DATA SHOWN>
//! Charge point read API handlers
//!
//! Served straight from the registry; never waits on a device.

use axum::{
    extract::{Path, State},
    Json,
};
use chrono::Utc;

use crate::api::dto::{control_error, ApiResponse, ApiResult, ChargePointDto};
use crate::api::router::ApiState;

/// List all charge points
///
/// Every registered charge point with connectors, transactions and
/// configuration keys, sorted by identity.
#[utoipa::path(
    get,
    path = "/api/v1/charge-points",
    tag = "Charge Points",
    responses(
        (status = 200, description = "Registered charge points", body = ApiResponse<Vec<ChargePointDto>>)
    )
)]
pub async fn list_charge_points(State(state): State<ApiState>) -> Json<ApiResponse<Vec<ChargePointDto>>> {
    let now = Utc::now();
    let charge_points = state
        .control
        .status()
        .into_iter()
        .map(|view| {
            let online = state.sessions.is_connected(&view.id);
            ChargePointDto::from_view(view, online, now)
        })
        .collect();
    Json(ApiResponse::success(charge_points))
}

/// Get charge point by ID
#[utoipa::path(
    get,
    path = "/api/v1/charge-points/{charge_point_id}",
    tag = "Charge Points",
    params(
        ("charge_point_id" = String, Path, description = "Charge point ID")
    ),
    responses(
        (status = 200, description = "Charge point state", body = ApiResponse<ChargePointDto>),
        (status = 404, description = "Charge point not found")
    )
)]
pub async fn get_charge_point(
    State(state): State<ApiState>,
    Path(charge_point_id): Path<String>,
) -> ApiResult<ChargePointDto> {
    let view = state.control.charge_point(&charge_point_id).map_err(control_error)?;
    let online = state.sessions.is_connected(&view.id);
    Ok(Json(ApiResponse::success(ChargePointDto::from_view(view, online, Utc::now()))))
}
// src/db/resident_repo.rs

use async_trait::async_trait;
use sqlx::PgPool;
use uuid::Uuid;

use crate::{
    common::error::AppResult,
    models::residents::{NewResident, Resident},
};

// Toda consulta recebe o tenant_id: não existe forma "global" de ler moradores.
#[cfg_attr(test, mockall::automock)]
#[async_trait]
pub trait ResidentRepository: Send + Sync {
    async fn list_by_tenant(&self, tenant_id: Uuid) -> AppResult<Vec<Resident>>;

    /// `None` tanto para id inexistente quanto para id de outro condomínio.
    async fn get_by_id(&self, id: Uuid, tenant_id: Uuid) -> AppResult<Option<Resident>>;

    async fn find_by_linked_user(&self, user_id: Uuid, tenant_id: Uuid) -> AppResult<Option<Resident>>;

    async fn create(&self, tenant_id: Uuid, input: &NewResident) -> AppResult<Resident>;
}

#[derive(Clone)]
pub struct PgResidentRepository {
    pool: PgPool,
}

impl PgResidentRepository {
    pub fn new(pool: PgPool) -> Self {
        Self { pool }
    }
}

#[async_trait]
impl ResidentRepository for PgResidentRepository {
    async fn list_by_tenant(&self, tenant_id: Uuid) -> AppResult<Vec<Resident>> {
        let residents = sqlx::query_as::<_, Resident>(
            r#"
            SELECT * FROM residents
            WHERE tenant_id = $1
            ORDER BY unit_label ASC, name ASC
            "#,
        )
        .bind(tenant_id)
        .fetch_all(&self.pool)
        .await?;

        Ok(residents)
    }

    async fn get_by_id(&self, id: Uuid, tenant_id: Uuid) -> AppResult<Option<Resident>> {
        let resident = sqlx::query_as::<_, Resident>(
            "SELECT * FROM residents WHERE id = $1 AND tenant_id = $2",
        )
        .bind(id)
        .bind(tenant_id)
        .fetch_optional(&self.pool)
        .await?;

        Ok(resident)
    }

    async fn find_by_linked_user(&self, user_id: Uuid, tenant_id: Uuid) -> AppResult<Option<Resident>> {
        let resident = sqlx::query_as::<_, Resident>(
            r#"
            SELECT * FROM residents
            WHERE linked_user_id = $1 AND tenant_id = $2
            ORDER BY created_at ASC
            LIMIT 1
            "#,
        )
        .bind(user_id)
        .bind(tenant_id)
        .fetch_optional(&self.pool)
        .await?;

        Ok(resident)
    }

    async fn create(&self, tenant_id: Uuid, input: &NewResident) -> AppResult<Resident> {
        let resident = sqlx::query_as::<_, Resident>(
            r#"
            INSERT INTO residents (tenant_id, name, unit_label, phone, email)
            VALUES ($1, $2, $3, $4, $5)
            RETURNING *
            "#,
        )
        .bind(tenant_id)
        .bind(&input.name)
        .bind(&input.unit_label)
        .bind(&input.phone)
        .bind(&input.email)
        .fetch_one(&self.pool)
        .await?;

        Ok(resident)
    }
}
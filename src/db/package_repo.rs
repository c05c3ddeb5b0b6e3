// src/db/package_repo.rs

use async_trait::async_trait;
use chrono::{DateTime, Utc};
use sqlx::PgPool;
use uuid::Uuid;

use crate::{
    common::error::AppResult,
    models::{
        dashboard::PeriodCounts,
        packages::{NewPackage, Package},
    },
};

#[cfg_attr(test, mockall::automock)]
#[async_trait]
pub trait PackageRepository: Send + Sync {
    async fn create(&self, input: &NewPackage) -> AppResult<Package>;

    async fn get_by_id(&self, id: Uuid, tenant_id: Uuid) -> AppResult<Option<Package>>;

    async fn list_pending(&self, tenant_id: Uuid) -> AppResult<Vec<Package>>;

    async fn list_by_resident(&self, resident_id: Uuid, tenant_id: Uuid) -> AppResult<Vec<Package>>;

    /// Encomendas registradas entre `start` e `end` (inclusive).
    async fn list_by_period(
        &self,
        tenant_id: Uuid,
        start: DateTime<Utc>,
        end: DateTime<Utc>,
    ) -> AppResult<Vec<Package>>;

    async fn count_pending(&self, tenant_id: Uuid) -> AppResult<i64>;

    async fn period_counts(
        &self,
        tenant_id: Uuid,
        start: DateTime<Utc>,
        end: DateTime<Utc>,
    ) -> AppResult<PeriodCounts>;
}

#[derive(Clone)]
pub struct PgPackageRepository {
    pool: PgPool,
}

impl PgPackageRepository {
    pub fn new(pool: PgPool) -> Self {
        Self { pool }
    }
}

#[async_trait]
impl PackageRepository for PgPackageRepository {
    async fn create(&self, input: &NewPackage) -> AppResult<Package> {
        let package = sqlx::query_as::<_, Package>(
            r#"
            INSERT INTO packages (
                tenant_id, resident_id, unit_label, kind,
                photo_url, photo_storage_key, notes, status,
                registered_by_user_id, registered_by_name
            )
            VALUES ($1, $2, $3, $4, $5, $6, $7, 'pending', $8, $9)
            RETURNING *
            "#,
        )
        .bind(input.tenant_id)
        .bind(input.resident_id)
        .bind(&input.unit_label)
        .bind(input.kind)
        .bind(&input.photo_url)
        .bind(&input.photo_storage_key)
        .bind(&input.notes)
        .bind(input.registered_by_user_id)
        .bind(&input.registered_by_name)
        .fetch_one(&self.pool)
        .await?;

        Ok(package)
    }

    async fn get_by_id(&self, id: Uuid, tenant_id: Uuid) -> AppResult<Option<Package>> {
        let package = sqlx::query_as::<_, Package>(
            "SELECT * FROM packages WHERE id = $1 AND tenant_id = $2",
        )
        .bind(id)
        .bind(tenant_id)
        .fetch_optional(&self.pool)
        .await?;

        Ok(package)
    }

    async fn list_pending(&self, tenant_id: Uuid) -> AppResult<Vec<Package>> {
        let packages = sqlx::query_as::<_, Package>(
            r#"
            SELECT * FROM packages
            WHERE tenant_id = $1 AND status = 'pending'
            ORDER BY registered_at DESC
            "#,
        )
        .bind(tenant_id)
        .fetch_all(&self.pool)
        .await?;

        Ok(packages)
    }

    async fn list_by_resident(&self, resident_id: Uuid, tenant_id: Uuid) -> AppResult<Vec<Package>> {
        let packages = sqlx::query_as::<_, Package>(
            r#"
            SELECT * FROM packages
            WHERE resident_id = $1 AND tenant_id = $2
            ORDER BY registered_at DESC
            "#,
        )
        .bind(resident_id)
        .bind(tenant_id)
        .fetch_all(&self.pool)
        .await?;

        Ok(packages)
    }

    async fn list_by_period(
        &self,
        tenant_id: Uuid,
        start: DateTime<Utc>,
        end: DateTime<Utc>,
    ) -> AppResult<Vec<Package>> {
        let packages = sqlx::query_as::<_, Package>(
            r#"
            SELECT * FROM packages
            WHERE tenant_id = $1
              AND registered_at >= $2
              AND registered_at <= $3
            ORDER BY registered_at DESC
            "#,
        )
        .bind(tenant_id)
        .bind(start)
        .bind(end)
        .fetch_all(&self.pool)
        .await?;

        Ok(packages)
    }

    async fn count_pending(&self, tenant_id: Uuid) -> AppResult<i64> {
        let (count,): (i64,) = sqlx::query_as(
            "SELECT COUNT(*) FROM packages WHERE tenant_id = $1 AND status = 'pending'",
        )
        .bind(tenant_id)
        .fetch_one(&self.pool)
        .await?;

        Ok(count)
    }

    async fn period_counts(
        &self,
        tenant_id: Uuid,
        start: DateTime<Utc>,
        end: DateTime<Utc>,
    ) -> AppResult<PeriodCounts> {
        // Uma única passada: total do período + quantas já foram retiradas
        let (total, collected): (i64, i64) = sqlx::query_as(
            r#"
            SELECT
                COUNT(*),
                COUNT(*) FILTER (WHERE status = 'collected')
            FROM packages
            WHERE tenant_id = $1
              AND registered_at >= $2
              AND registered_at <= $3
            "#,
        )
        .bind(tenant_id)
        .bind(start)
        .bind(end)
        .fetch_one(&self.pool)
        .await?;

        Ok(PeriodCounts { total, collected })
    }
}
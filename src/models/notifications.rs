// src/models/notifications.rs

use chrono::{DateTime, Utc};
use serde::{Deserialize, Serialize};
use sqlx::FromRow;
use utoipa::ToSchema;
use uuid::Uuid;

#[derive(Debug, Clone, Copy, PartialEq, Eq, Serialize, Deserialize, sqlx::Type, ToSchema)]
#[sqlx(type_name = "notification_kind", rename_all = "snake_case")]
#[serde(rename_all = "snake_case")]
pub enum NotificationKind {
    NewPackage,
    PackageCollected,
    System,
}

// Notificação in-app para o morador
#[derive(Debug, Clone, Serialize, Deserialize, FromRow, ToSchema)]
#[serde(rename_all = "camelCase")]
pub struct Notification {
    pub id: Uuid,
    #[schema(ignore)]
    pub tenant_id: Uuid,
    pub recipient_user_id: Uuid,
    pub resident_id: Option<Uuid>,
    pub package_id: Option<Uuid>,
    pub kind: NotificationKind,

    #[schema(example = "New package received")]
    pub title: String,

    #[schema(example = "You have a new parcel waiting for pickup at unit 101.")]
    pub body: String,

    pub read: bool,
    pub read_at: Option<DateTime<Utc>>,
    pub created_at: DateTime<Utc>,
}

#[derive(Debug, Clone)]
pub struct NewNotification {
    pub tenant_id: Uuid,
    pub recipient_user_id: Uuid,
    pub resident_id: Option<Uuid>,
    pub package_id: Option<Uuid>,
    pub kind: NotificationKind,
    pub title: String,
    pub body: String,
}
// src/handlers/tenancy.rs

use axum::{Json, extract::State};

use crate::{
    common::error::AppError,
    config::AppState,
    middleware::{
        rbac::{ManagerTier, RequireRole},
        tenancy::TenantContext,
    },
    models::{auth::User, tenancy::Tenant},
};

// GET /api/tenant
#[utoipa::path(
    get,
    path = "/api/tenant",
    tag = "Tenancy",
    responses(
        (status = 200, description = "Condomínio do usuário", body = Tenant),
        (status = 403, description = "Usuário sem condomínio")
    ),
    security(("api_jwt" = []))
)]
pub async fn get_tenant(
    State(app_state): State<AppState>,
    ctx: TenantContext,
) -> Result<Json<Tenant>, AppError> {
    Ok(Json(app_state.tenant_service.current(&ctx).await?))
}

// GET /api/tenant/users
#[utoipa::path(
    get,
    path = "/api/tenant/users",
    tag = "Tenancy",
    responses(
        (status = 200, description = "Usuários do condomínio", body = Vec<User>),
        (status = 403, description = "Restrito a síndicos")
    ),
    security(("api_jwt" = []))
)]
pub async fn list_tenant_users(
    State(app_state): State<AppState>,
    guard: RequireRole<ManagerTier>,
) -> Result<Json<Vec<User>>, AppError> {
    Ok(Json(app_state.tenant_service.list_users(&guard).await?))
}
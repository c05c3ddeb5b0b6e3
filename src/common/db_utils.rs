// src/common/db_utils.rs

use crate::common::error::AppError;

// ---
// Helpers de classificação dos erros do sqlx
// ---

/// Erros de conectividade (pool esgotado, socket caído) que o cliente pode repetir.
pub(crate) fn is_unavailable(error: &sqlx::Error) -> bool {
    matches!(
        error,
        sqlx::Error::PoolTimedOut | sqlx::Error::PoolClosed | sqlx::Error::Io(_) | sqlx::Error::Tls(_)
    )
}

pub(crate) fn is_unique_violation(error: &sqlx::Error) -> bool {
    error
        .as_database_error()
        .map(|db_err| db_err.is_unique_violation())
        .unwrap_or(false)
}

/// Converte violação de chave única em `Conflict`; o resto segue como erro de banco.
pub(crate) fn conflict_on_unique(error: sqlx::Error, message: &str) -> AppError {
    if is_unique_violation(&error) {
        return AppError::Conflict(message.to_string());
    }
    error.into()
}

#[cfg(test)]
mod tests {
    use super::*;

    #[test]
    fn connection_errors_are_retryable() {
        assert!(is_unavailable(&sqlx::Error::PoolTimedOut));
        assert!(is_unavailable(&sqlx::Error::PoolClosed));
        assert!(!is_unavailable(&sqlx::Error::RowNotFound));
    }

    #[test]
    fn non_database_errors_are_not_unique_violations() {
        let error = conflict_on_unique(sqlx::Error::RowNotFound, "duplicated");
        assert!(matches!(error, AppError::DatabaseError(_)));
    }
}
// src/models/residents.rs

use chrono::{DateTime, Utc};
use serde::{Deserialize, Serialize};
use sqlx::FromRow;
use utoipa::ToSchema;
use uuid::Uuid;
use validator::Validate;

// Morador de um apartamento. Pode existir sem conta de usuário
// (cadastrado pela portaria antes do primeiro login).
#[derive(Debug, Clone, Serialize, Deserialize, FromRow, ToSchema)]
#[serde(rename_all = "camelCase")]
pub struct Resident {
    pub id: Uuid,

    #[schema(ignore)]
    pub tenant_id: Uuid,

    #[schema(example = "Jane Almeida")]
    pub name: String,

    #[schema(example = "101")]
    pub unit_label: String,

    pub phone: Option<String>,
    pub email: Option<String>,

    // Quando presente, é o destinatário das notificações deste morador
    pub linked_user_id: Option<Uuid>,

    pub active: bool,
    pub created_at: DateTime<Utc>,
    pub updated_at: DateTime<Utc>,
}

#[derive(Debug, Clone)]
pub struct NewResident {
    pub name: String,
    pub unit_label: String,
    pub phone: Option<String>,
    pub email: Option<String>,
}

// O Payload para cadastrar um morador
#[derive(Debug, Deserialize, Validate, ToSchema)]
#[serde(rename_all = "camelCase")]
pub struct CreateResidentPayload {
    #[validate(length(min = 1, max = 255, message = "Name must have between 1 and 255 characters."))]
    #[schema(example = "Jane Almeida")]
    pub name: String,

    #[validate(length(min = 1, max = 20, message = "Unit must have between 1 and 20 characters."))]
    #[schema(example = "101")]
    pub unit: String,

    #[validate(length(max = 20, message = "Phone must have at most 20 characters."))]
    #[schema(example = "(11) 98888-7777")]
    pub phone: Option<String>,

    #[validate(email(message = "Invalid e-mail."), length(max = 320))]
    #[schema(example = "jane@example.com")]
    pub email: Option<String>,
}

impl From<CreateResidentPayload> for NewResident {
    fn from(payload: CreateResidentPayload) -> Self {
        Self {
            name: payload.name,
            unit_label: payload.unit,
            phone: payload.phone,
            email: payload.email,
        }
    }
}
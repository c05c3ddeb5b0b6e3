// src/services/package_service.rs

use std::sync::Arc;

use base64::{Engine, engine::general_purpose::STANDARD};
use chrono::{DateTime, Utc};
use uuid::Uuid;

use crate::{
    common::error::{AppError, AppResult},
    db::{PackageRepository, PickupRepository, ResidentRepository},
    middleware::{
        rbac::{PorterTier, RequireRole},
        tenancy::TenantContext,
    },
    models::{
        auth::Role,
        packages::{
            NewPackage, NewPickup, Package, PackageStatus, PhotoUpload, Pickup,
            RegisterPackagePayload, RegisterPickupPayload,
        },
    },
    services::{
        notification_service::NotificationService,
        storage::{ObjectStorage, StoredObject, photo_key},
    },
};

#[derive(Clone)]
pub struct PackageService {
    packages: Arc<dyn PackageRepository>,
    pickups: Arc<dyn PickupRepository>,
    residents: Arc<dyn ResidentRepository>,
    storage: Arc<dyn ObjectStorage>,
    notifications: NotificationService,
}

impl PackageService {
    pub fn new(
        packages: Arc<dyn PackageRepository>,
        pickups: Arc<dyn PickupRepository>,
        residents: Arc<dyn ResidentRepository>,
        storage: Arc<dyn ObjectStorage>,
        notifications: NotificationService,
    ) -> Self {
        Self {
            packages,
            pickups,
            residents,
            storage,
            notifications,
        }
    }

    /// LÓGICA DE NEGÓCIO: registra a encomenda na portaria.
    ///
    /// A foto (se houver) é gravada antes da encomenda: se o upload falhar,
    /// nada é criado. A notificação ao morador é melhor esforço.
    pub async fn register(
        &self,
        guard: &RequireRole<PorterTier>,
        payload: RegisterPackagePayload,
    ) -> AppResult<Package> {
        let ctx = guard.context();
        let tenant_id = ctx.tenant_id();

        // 1. O morador precisa existir neste condomínio
        let resident = self
            .residents
            .get_by_id(payload.resident_id, tenant_id)
            .await?
            .ok_or_else(|| AppError::NotFound("Resident not found.".into()))?;

        // 2. Upload da foto
        let stored = match payload.photo() {
            Some(photo) => Some(self.upload_photo(tenant_id, photo).await?),
            None => None,
        };

        // 3. Cria a encomenda com os "snapshots" de apartamento e porteiro
        let package = self
            .packages
            .create(&NewPackage {
                tenant_id,
                resident_id: resident.id,
                unit_label: payload.unit,
                kind: payload.kind,
                photo_url: stored.as_ref().map(|s| s.url.clone()),
                photo_storage_key: stored.map(|s| s.key),
                notes: payload.notes,
                registered_by_user_id: ctx.user().id,
                registered_by_name: ctx.user().display_name(),
            })
            .await?;

        tracing::info!(
            tenant_id = %tenant_id,
            package_id = %package.id,
            resident_id = %resident.id,
            "📦 Encomenda registrada"
        );

        // 4. Notifica o morador, se ele tiver conta vinculada
        if let Some(recipient) = resident.linked_user_id {
            self.notifications.notify_new_package(recipient, &package).await;
        }

        Ok(package)
    }

    async fn upload_photo(&self, tenant_id: Uuid, photo: PhotoUpload) -> AppResult<StoredObject> {
        // Aceita tanto base64 puro quanto "data:image/...;base64,..."
        let encoded = photo
            .base64
            .split_once("base64,")
            .map_or(photo.base64.as_str(), |(_, data)| data);

        let bytes = STANDARD
            .decode(encoded.trim())
            .map_err(|_| AppError::BadRequest("Photo is not valid base64.".into()))?;

        let key = photo_key(tenant_id, &photo.mime_type);
        self.storage
            .put(&key, bytes, &photo.mime_type)
            .await
            .map_err(|e| match e {
                AppError::BadRequest(_) => e,
                other => {
                    tracing::error!(tenant_id = %tenant_id, key = %key, "Falha no upload da foto: {}", other);
                    AppError::Unavailable("Photo storage is unavailable.".into())
                }
            })
    }

    pub async fn get(&self, ctx: &TenantContext, id: Uuid) -> AppResult<Package> {
        self.packages
            .get_by_id(id, ctx.tenant_id())
            .await?
            .ok_or_else(|| AppError::NotFound("Package not found.".into()))
    }

    pub async fn list_pending(&self, ctx: &TenantContext) -> AppResult<Vec<Package>> {
        self.packages.list_pending(ctx.tenant_id()).await
    }

    /// Moradores só podem ver as próprias encomendas.
    pub async fn list_by_resident(&self, ctx: &TenantContext, resident_id: Uuid) -> AppResult<Vec<Package>> {
        if ctx.user().role == Role::Resident {
            let own = self
                .residents
                .find_by_linked_user(ctx.user().id, ctx.tenant_id())
                .await?;

            if own.map(|r| r.id) != Some(resident_id) {
                return Err(AppError::Forbidden(
                    "Residents can only view their own packages.".into(),
                ));
            }
        }

        self.packages.list_by_resident(resident_id, ctx.tenant_id()).await
    }

    pub async fn list_by_period(
        &self,
        ctx: &TenantContext,
        start: DateTime<Utc>,
        end: DateTime<Utc>,
    ) -> AppResult<Vec<Package>> {
        if start > end {
            return Err(AppError::BadRequest("Period start must not be after its end.".into()));
        }
        self.packages.list_by_period(ctx.tenant_id(), start, end).await
    }

    /// LÓGICA DE NEGÓCIO: registra a retirada (pending -> collected).
    pub async fn register_pickup(
        &self,
        guard: &RequireRole<PorterTier>,
        package_id: Uuid,
        payload: RegisterPickupPayload,
    ) -> AppResult<Pickup> {
        let ctx = guard.context();
        let tenant_id = ctx.tenant_id();

        let collected_by = payload.collected_by_name.trim().to_string();
        if collected_by.is_empty() {
            return Err(AppError::BadRequest("Collector name is required.".into()));
        }

        // 1. Encomenda existe e ainda está pendente?
        let package = self
            .packages
            .get_by_id(package_id, tenant_id)
            .await?
            .ok_or_else(|| AppError::NotFound("Package not found.".into()))?;

        if package.status == PackageStatus::Collected {
            return Err(AppError::BadRequest("Package already collected.".into()));
        }

        // 2. Retirada + transição numa unidade atômica (a perdedora de uma
        //    corrida recebe Conflict daqui)
        let pickup = self
            .pickups
            .record(&NewPickup {
                tenant_id,
                package_id,
                collected_by_name: collected_by,
                signature_or_code: payload.signature_or_code,
                notes: payload.notes,
                recorded_by_user_id: Some(ctx.user().id),
                recorded_by_name: ctx.user().display_name(),
            })
            .await?;

        tracing::info!(
            tenant_id = %tenant_id,
            package_id = %package_id,
            pickup_id = %pickup.id,
            "✅ Retirada registrada"
        );

        // 3. Notifica o morador (melhor esforço, inclusive a busca do morador)
        match self.residents.get_by_id(package.resident_id, tenant_id).await {
            Ok(Some(resident)) => {
                if let Some(recipient) = resident.linked_user_id {
                    self.notifications
                        .notify_collected(recipient, &package, &pickup.collected_by_name)
                        .await;
                }
            }
            Ok(None) => {}
            Err(e) => {
                tracing::warn!(package_id = %package_id, "⚠️ Morador não carregado para notificação: {}", e);
            }
        }

        Ok(pickup)
    }

    pub async fn get_pickup(&self, ctx: &TenantContext, package_id: Uuid) -> AppResult<Pickup> {
        self.pickups
            .find_by_package(package_id, ctx.tenant_id())
            .await?
            .ok_or_else(|| AppError::NotFound("Pickup not found.".into()))
    }
}
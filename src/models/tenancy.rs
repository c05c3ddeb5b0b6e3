// src/models/tenancy.rs

use chrono::{DateTime, Utc};
use serde::{Deserialize, Serialize};
use sqlx::FromRow;
use utoipa::ToSchema;
use uuid::Uuid;

// ---
// Tenant (O "Condomínio")
// ---
// Raiz do isolamento: todo morador, encomenda e notificação pertence a um.
#[derive(Debug, Clone, Serialize, Deserialize, FromRow, ToSchema)]
#[serde(rename_all = "camelCase")]
pub struct Tenant {
    pub id: Uuid,

    #[schema(example = "Residencial Jardim das Flores")]
    pub name: String,

    #[schema(example = "Rua das Acácias, 120")]
    pub address: Option<String>,

    #[schema(example = "(11) 3333-4444")]
    pub phone: Option<String>,

    pub created_at: DateTime<Utc>,
    pub updated_at: DateTime<Utc>,
}
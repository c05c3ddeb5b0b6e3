// src/services/dashboard_service.rs

use std::sync::Arc;

use chrono::{DateTime, Datelike, Local, LocalResult, Months, NaiveDate, TimeZone, Utc};

use crate::{
    common::error::{AppError, AppResult},
    db::PackageRepository,
    middleware::rbac::{ManagerTier, RequireRole},
    models::dashboard::DashboardReport,
};

#[derive(Clone)]
pub struct DashboardService {
    packages: Arc<dyn PackageRepository>,
}

impl DashboardService {
    pub fn new(packages: Arc<dyn PackageRepository>) -> Self {
        Self { packages }
    }

    pub async fn get_report(&self, guard: &RequireRole<ManagerTier>) -> AppResult<DashboardReport> {
        self.report_at(guard, Local::now()).await
    }

    pub async fn report_at(
        &self,
        guard: &RequireRole<ManagerTier>,
        now: DateTime<Local>,
    ) -> AppResult<DashboardReport> {
        let tenant_id = guard.context().tenant_id();
        let (start, end) = month_bounds(now)?;

        let pending_now = self.packages.count_pending(tenant_id).await?;
        let month = self.packages.period_counts(tenant_id, start, end).await?;

        Ok(DashboardReport {
            pending_now,
            total_this_month: month.total,
            collected_this_month: month.collected,
        })
    }
}

/// Mês civil no fuso do servidor: dia 1 00:00:00 até o último dia 23:59:59.
pub fn month_bounds(now: DateTime<Local>) -> AppResult<(DateTime<Utc>, DateTime<Utc>)> {
    let invalid = || AppError::InternalServerError(anyhow::anyhow!("invalid calendar month for {}", now));

    let first_day = NaiveDate::from_ymd_opt(now.year(), now.month(), 1).ok_or_else(invalid)?;
    let last_day = first_day
        .checked_add_months(Months::new(1))
        .and_then(|next| next.pred_opt())
        .ok_or_else(invalid)?;

    let start = to_utc(first_day.and_hms_opt(0, 0, 0).ok_or_else(invalid)?)?;
    let end = to_utc(last_day.and_hms_opt(23, 59, 59).ok_or_else(invalid)?)?;
    Ok((start, end))
}

fn to_utc(naive: chrono::NaiveDateTime) -> AppResult<DateTime<Utc>> {
    match Local.from_local_datetime(&naive) {
        LocalResult::Single(dt) => Ok(dt.with_timezone(&Utc)),
        // Horário de verão: na ambiguidade vale o primeiro instante
        LocalResult::Ambiguous(earliest, _) => Ok(earliest.with_timezone(&Utc)),
        LocalResult::None => Ok(Utc.from_utc_datetime(&naive)),
    }
}

#[cfg(test)]
mod tests {
    use super::*;
    use crate::{
        db::package_repo::MockPackageRepository,
        middleware::{rbac::require_role, tenancy::tenant_membership},
        models::{
            auth::{Role, User},
            dashboard::PeriodCounts,
        },
    };
    use chrono::Timelike;
    use uuid::Uuid;

    fn local(y: i32, m: u32, d: u32, h: u32) -> DateTime<Local> {
        Local
            .from_local_datetime(&NaiveDate::from_ymd_opt(y, m, d).unwrap().and_hms_opt(h, 0, 0).unwrap())
            .earliest()
            .unwrap()
    }

    #[test]
    fn bounds_cover_the_whole_local_month() {
        let (start, end) = month_bounds(local(2024, 2, 14, 10)).unwrap();
        let start = start.with_timezone(&Local);
        let end = end.with_timezone(&Local);

        assert_eq!((start.day(), start.hour(), start.minute()), (1, 0, 0));
        assert_eq!(start.month(), 2);
        // 2024 é bissexto
        assert_eq!((end.day(), end.hour(), end.minute(), end.second()), (29, 23, 59, 59));
        assert_eq!(end.month(), 2);
    }

    #[test]
    fn december_ends_on_the_31st() {
        let (_, end) = month_bounds(local(2025, 12, 31, 22)).unwrap();
        let end = end.with_timezone(&Local);
        assert_eq!((end.year(), end.month(), end.day()), (2025, 12, 31));
    }

    #[tokio::test]
    async fn report_combines_pending_and_month_counts() {
        let now = Utc::now();
        let manager = User {
            id: Uuid::new_v4(),
            open_id: "test|manager".into(),
            name: None,
            email: None,
            login_method: None,
            role: Role::Manager,
            tenant_id: Some(Uuid::new_v4()),
            created_at: now,
            updated_at: now,
            last_signed_in: now,
        };
        let tenant_id = manager.tenant_id.unwrap();
        let guard = require_role::<ManagerTier>(tenant_membership(manager).unwrap()).unwrap();

        let mut repo = MockPackageRepository::new();
        repo.expect_count_pending()
            .withf(move |t| *t == tenant_id)
            .returning(|_| Ok(3));
        repo.expect_period_counts()
            .returning(|_, _, _| Ok(PeriodCounts { total: 10, collected: 7 }));

        let report = DashboardService::new(Arc::new(repo)).get_report(&guard).await.unwrap();
        assert_eq!(
            report,
            DashboardReport {
                pending_now: 3,
                total_this_month: 10,
                collected_this_month: 7
            }
        );
    }
}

ASSIGNED TASK> Only the number should be given: the count of lines above that hold the word "RegisterPickupPayload".

ANSWER FOR THE TASK> 2